Dr Isaac Abrahams uses a variety of different equipment both internally and sharing it externally in the field of chemistry.
As a senior lecturer in the School of Biological and Chemical Sciences at Queen Mary, University of London Isaac supports other researchers in chemical analysis. He also provides an X-ray Diffraction facility to the whole college. About a dozen different research groups use the facility at QMUL, but there are some contexts where they need access to other equipment.
Diffractometers look at single crystals of a compound made in research labs in order to determine the structure. This is a basic necessity for synthetic chemistry – the structure is needed to publish research about any new compound. Many university departments will have this type of equipment but facilities elsewhere offer services, better instrumentation and expertise to analyse.
Isaac is a regular user of equipment at the National Crystallography Service (NCS) at Southampton University. The diffractometers there are more powerful, able to look at very small crystals using higher intensity sources, so that offers an advantage that isn’t available locally.
There are many other types of equipment used by Isaac across the country and internationally, including nuclear magnetic resonance (NMR) and X-ray photoelectron spectroscopy (XPS). In some cases it is using a central facility, in others it is a collaborative research project, bringing together a research idea with specialist equipment and expertise from another university. He relies on the use of other equipment to complement the internal facility.
Finding equipment for sharing
Experienced researchers, like Isaac, commonly know what equipment there is and who the people are at different research facilities. This means that he has existing knowledge and may have even supported the original case for funding of the shared equipment. However, he recognises how valuable a sharing service such as equipment.data can be. “It is very useful to have that for younger staff who don’t have the contacts and are just starting out” he commented.
Without the contacts and knowledge of the location of different types of equipment, early career researchers in particular would find it much harder to pursue aspects of their research. He added, “We don’t know everything , we may find there is something right round the corner and we never knew about it.”
“Some equipment is dedicated to specific tasks, and to set it up for doing other tasks is possible but can be quite an involved procedure for what might be a one off job.” described Isaac. “We look for a comparable piece of equipment that can do the job we wanted rather than reconfigure.”
Accessing local and shared equipment
For single crystal analysis, researchers package and document the samples and post them to the NCS at Southampton, and the results are available online a few weeks later. In that case they can rely on the facility experts at the NCS to collect the samples, without needed to be physically there.
The researchers at QMUL apply for an allocation of usage – the number of samples they expect to submit within a time period – then send them as and when needed. Single crystal crystallography is relatively straight forward and a routine process so submitting the samples remotely works well. However, for other experiments like NMR, it is more likely to need the user there to decide what to do as all the experiments are a little different. Users of the NMR equipment would travel with the samples and work with them on the day in the remote facility.

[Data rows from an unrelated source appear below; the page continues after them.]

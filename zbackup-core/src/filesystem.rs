/*!
Filesystem nodes of the storage engine's hierarchical namespace.

A [`Filesystem`] is a name plus a borrowed engine session. Nodes are built
fresh for each logical operation; the parent of a node is derived from its
name, never stored.
*/

use crate::snapshot::{Snapshot, SnapshotList};
use crate::zfs::{Zfs, NOT_APPLICABLE};
use crate::{BackupError, Result};
use std::collections::HashSet;
use std::path::PathBuf;
use tracing::{info, warn};

/// Reject target names repeated within one invocation
///
/// Malformed names are left to each target's own precheck so that one bad
/// name does not stop the others.
pub fn validate_targets(targets: &[String]) -> Result<()> {
    let mut seen = HashSet::new();
    for target in targets {
        if !seen.insert(target.as_str()) {
            return Err(BackupError::duplicate_target(target));
        }
    }
    Ok(())
}

/// Reject names that cannot denote a filesystem
pub fn validate_name(name: &str) -> Result<()> {
    if name.is_empty()
        || name.contains('@')
        || name.starts_with('/')
        || name.ends_with('/')
        || name.contains("//")
    {
        return Err(BackupError::validation(format!(
            "invalid filesystem name '{name}'"
        )));
    }
    Ok(())
}

/// One node of the filesystem tree
pub struct Filesystem<'a> {
    zfs: &'a Zfs,
    name: String,
    mountpoint: Option<Option<PathBuf>>,
    provisional: Option<Snapshot>,
}

impl<'a> Filesystem<'a> {
    pub fn new<S: Into<String>>(zfs: &'a Zfs, name: S) -> Self {
        Self {
            zfs,
            name: name.into(),
            mountpoint: None,
            provisional: None,
        }
    }

    pub fn name(&self) -> &str {
        &self.name
    }

    pub fn parent_name(&self) -> Option<&str> {
        self.name.rsplit_once('/').map(|(parent, _)| parent)
    }

    /// Whether the node is in the run-scoped filesystem listing
    pub async fn exists(&self) -> Result<bool> {
        self.zfs.filesystem_exists(&self.name).await
    }

    /// Fail with `Validation` for a malformed name, `NotFound` unless the node exists
    pub async fn ensure_exists(&self) -> Result<()> {
        validate_name(&self.name)?;
        if self.exists().await? {
            Ok(())
        } else {
            Err(BackupError::filesystem_not_found(&self.name))
        }
    }

    /// Create this node and its missing parents; callers check `exists()` first
    pub async fn create(&self) -> Result<()> {
        info!(filesystem = %self.name, "creating filesystem");
        self.zfs.create(&self.name).await
    }

    /// The node `<self>/<name>`; this node must exist
    pub async fn open_child(&self, name: &str) -> Result<Filesystem<'a>> {
        validate_name(name)?;
        self.ensure_exists().await?;
        Ok(Filesystem::new(self.zfs, format!("{}/{name}", self.name)))
    }

    /// This node followed by every filesystem below it, parents first
    pub async fn descendants(&self) -> Result<Vec<Filesystem<'a>>> {
        Ok(self
            .zfs
            .list_filesystems(Some(&self.name), true)
            .await?
            .into_iter()
            .map(|name| Filesystem::new(self.zfs, name))
            .collect())
    }

    /// Snapshots of this node, oldest first
    ///
    /// A node that does not exist has no snapshots. With
    /// `include_provisional`, a snapshot taken by this node during a dry run
    /// is appended as if it had been created.
    pub async fn snapshot_list(&self, include_provisional: bool) -> Result<SnapshotList> {
        let mut snapshots = if self.exists().await? {
            self.zfs.list_snapshots(&self.name).await?
        } else {
            SnapshotList::new(self.name.clone(), Vec::new())
        };
        if include_provisional {
            if let Some(provisional) = &self.provisional {
                if !snapshots.contains(provisional.name()) {
                    snapshots.push(provisional.name().to_string());
                }
            }
        }
        Ok(snapshots)
    }

    /// Take a recursive snapshot named after the current time
    ///
    /// If a snapshot with the computed name already exists (two calls within
    /// one clock second), it is reused instead of created.
    pub async fn take_snapshot(&mut self) -> Result<Snapshot> {
        let snapshot = Snapshot::new(self.zfs.snapshot_prefix(), self.zfs.now())?;
        let existing = self.snapshot_list(true).await?;
        if existing.contains(snapshot.name()) {
            warn!(
                filesystem = %self.name,
                snapshot = %snapshot,
                "snapshot already exists, reusing it"
            );
            return Ok(snapshot);
        }

        info!(filesystem = %self.name, snapshot = %snapshot, "taking snapshot");
        self.zfs.snapshot(&self.name, snapshot.name()).await?;
        if self.zfs.is_dry_run() {
            self.provisional = Some(snapshot.clone());
        }
        Ok(snapshot)
    }

    /// Destroy one of this node's snapshots, recursively
    pub async fn destroy_snapshot(&self, snapshot: &str) -> Result<()> {
        info!(filesystem = %self.name, snapshot, "destroying snapshot");
        self.zfs.destroy(&self.name, snapshot).await
    }

    /// Size of sending `first` (or `first..last`), as reported by the engine
    pub async fn estimate_transfer_size(&self, first: &str, last: Option<&str>) -> Result<Option<String>> {
        self.zfs.estimate_send_size(&self.name, first, last).await
    }

    /// Send `first` alone, or the inclusive range `first..last`, into `target`
    pub async fn transfer(&self, target: &Filesystem<'_>, first: &str, last: Option<&str>) -> Result<()> {
        match last {
            Some(last) => info!(
                source = %self.name,
                target = %target.name,
                "sending incremental {first}..{last}"
            ),
            None => info!(source = %self.name, target = %target.name, "sending full {first}"),
        }
        self.zfs
            .send_receive(&self.name, first, last, &target.name)
            .await
    }

    /// Where the node's content is exposed, if it has a path mount point
    pub async fn mountpoint(&mut self) -> Result<Option<PathBuf>> {
        if let Some(cached) = &self.mountpoint {
            return Ok(cached.clone());
        }
        let values = self.zfs.get_property(&self.name, "mountpoint", false).await?;
        let value = values.first().ok_or_else(|| {
            BackupError::parse(format!("no mountpoint value for {}", self.name))
        })?;
        let resolved = value.starts_with('/').then(|| PathBuf::from(value));
        self.mountpoint = Some(resolved.clone());
        Ok(resolved)
    }

    /// True iff every mount state row, snapshots excluded, reads mounted
    pub async fn mounted(&self, recursive: bool) -> Result<bool> {
        let values = self.zfs.get_property(&self.name, "mounted", recursive).await?;
        let states: Vec<&String> = values.iter().filter(|v| *v != NOT_APPLICABLE).collect();
        if states.is_empty() {
            return Err(BackupError::parse(format!(
                "no mount state reported for {}",
                self.name
            )));
        }
        Ok(states.iter().all(|v| v.as_str() == "yes"))
    }
}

Barriers to equipment sharing
Issues identified by Isaac include possibly limited access to popular equipment. He also had questions over whether the cost savings of sharing in some contexts doesn’t lead to good research outcomes. He gave frequency of use as an example – the commonly used powder technique is used very frequently and needs a quick turnaround, so wouldn’t make sense as a shared service. Where the experiment is more specialised and less time critical then this isn’t so important, such as the single crystal work. Similarly, for time critical experiments, to go to another site for equipment may not be practical. Here the overheads of booking, availability etc. can interfere with the research.

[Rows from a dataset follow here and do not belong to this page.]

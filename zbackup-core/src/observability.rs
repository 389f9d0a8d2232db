/*!
Observability infrastructure for zbackup.

This module provides:
- Structured logging setup through `tracing-subscriber`
- Prometheus counters for snapshots, transfers, prunes and failed commands
  (behind the `metrics` feature)
*/

#[cfg(feature = "metrics")]
use prometheus::{Encoder, IntCounter, Registry, TextEncoder};
#[cfg(feature = "metrics")]
use std::sync::OnceLock;
use tracing_subscriber::layer::SubscriberExt;
use tracing_subscriber::util::SubscriberInitExt;
use tracing_subscriber::{EnvFilter, Layer};

use crate::{BackupError, Result};

/// Events counted by the metrics registry
#[derive(Debug, Clone, Copy, PartialEq, Eq)]
pub enum MetricEvent {
    SnapshotTaken,
    Transfer,
    SnapshotDestroyed,
    CommandFailed,
}

#[cfg(feature = "metrics")]
static METRICS: OnceLock<BackupMetrics> = OnceLock::new();

/// Counters for engine operations
#[cfg(feature = "metrics")]
#[derive(Debug)]
pub struct BackupMetrics {
    pub snapshots_taken_total: IntCounter,
    pub transfers_total: IntCounter,
    pub snapshots_destroyed_total: IntCounter,
    pub command_failures_total: IntCounter,
    registry: Registry,
}

#[cfg(feature = "metrics")]
impl BackupMetrics {
    fn new() -> Result<Self> {
        let registry = Registry::new();
        let counter = |name: &str, help: &str| -> Result<IntCounter> {
            let counter = IntCounter::new(name, help).map_err(|e| {
                BackupError::validation(format!("Failed to create {name} metric: {e}"))
            })?;
            registry.register(Box::new(counter.clone())).map_err(|e| {
                BackupError::validation(format!("Failed to register {name}: {e}"))
            })?;
            Ok(counter)
        };

        Ok(Self {
            snapshots_taken_total: counter(
                "zbackup_snapshots_taken_total",
                "Snapshots created on primary filesystems",
            )?,
            transfers_total: counter(
                "zbackup_transfers_total",
                "Send/receive transfers completed",
            )?,
            snapshots_destroyed_total: counter(
                "zbackup_snapshots_destroyed_total",
                "Snapshots destroyed by the retention policy",
            )?,
            command_failures_total: counter(
                "zbackup_command_failures_total",
                "Mutating engine commands that failed",
            )?,
            registry,
        })
    }

    /// Get or initialize the metrics registry
    pub fn global() -> &'static BackupMetrics {
        METRICS.get_or_init(|| match Self::new() {
            Ok(metrics) => metrics,
            Err(e) => panic!("Failed to initialize zbackup metrics: {e}"),
        })
    }

    pub fn record(&self, event: MetricEvent) {
        match event {
            MetricEvent::SnapshotTaken => self.snapshots_taken_total.inc(),
            MetricEvent::Transfer => self.transfers_total.inc(),
            MetricEvent::SnapshotDestroyed => self.snapshots_destroyed_total.inc(),
            MetricEvent::CommandFailed => self.command_failures_total.inc(),
        }
    }

    /// Gather metrics in Prometheus text format
    pub fn gather_metrics(&self) -> Result<String> {
        let encoder = TextEncoder::new();
        let mut buffer = Vec::new();
        encoder
            .encode(&self.registry.gather(), &mut buffer)
            .map_err(|e| BackupError::validation(format!("Failed to encode metrics: {e}")))?;
        String::from_utf8(buffer)
            .map_err(|e| BackupError::parse(format!("Failed to convert metrics to string: {e}")))
    }
}

/// Count an event; a no-op without the `metrics` feature
pub fn record(event: MetricEvent) {
    #[cfg(feature = "metrics")]
    BackupMetrics::global().record(event);
    #[cfg(not(feature = "metrics"))]
    let _ = event;
}

/// Prometheus exposition of all counters, if metrics are compiled in
pub fn metrics_text() -> Result<Option<String>> {
    #[cfg(feature = "metrics")]
    return BackupMetrics::global().gather_metrics().map(Some);
    #[cfg(not(feature = "metrics"))]
    Ok(None)
}

/// Install the global tracing subscriber
///
/// `RUST_LOG` takes precedence; otherwise `debug` when `verbose`, `info`
/// when not. With `json` set, events are emitted as JSON lines.
pub fn init_logging(verbose: bool, json: bool) -> Result<()> {
    let default_level = if verbose { "debug" } else { "info" };
    let filter = EnvFilter::try_from_default_env().unwrap_or_else(|_| EnvFilter::new(default_level));

    let fmt_layer = if json {
        tracing_subscriber::fmt::layer()
            .json()
            .with_target(false)
            .with_current_span(false)
            .with_writer(std::io::stderr)
            .boxed()
    } else {
        tracing_subscriber::fmt::layer()
            .with_target(false)
            .with_writer(std::io::stderr)
            .boxed()
    };

    tracing_subscriber::registry()
        .with(filter)
        .with(fmt_layer)
        .try_init()
        .map_err(|e| BackupError::validation(format!("Failed to set global tracing subscriber: {e}")))?;

    tracing::debug!("zbackup logging initialized");
    Ok(())
}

Costs to users can also be a problem. In some cases this is just consumables such as liquid nitrogen, and costs are kept to a minimum. For the NCS facility, the cost is met by the research councils, so QMUL are effectively applying for an allocation of that in using the equipment.
Benefits and the future
For Isaac, there are clear advantages in being able to use equipment that you wouldn’t normally have access to. With a wide variety of different equipment available across the country for different types of experiment, it broadens the scope of the research they can carry out.
For institutions there is a cost saving, including the running costs and staffing and reduced duplication of equipment. Equipment sharing is also of great value to collaborative research, leading to publications bringing together the researcher with another having equipment and expertise.
Isaac expects sharing equipment to continue to be important for his research and that of colleagues. He described how some sharing is decreasing because of funding and prioritising local interest. When researchers have acquired funding for a piece of equipment, they may not see an incentive in letting others use it. This depends to some extent on openness towards collaboration. However, “Collaboration is an important part of advancing research”, said Isaac, and sharing equipment enables some of those collaborations for him.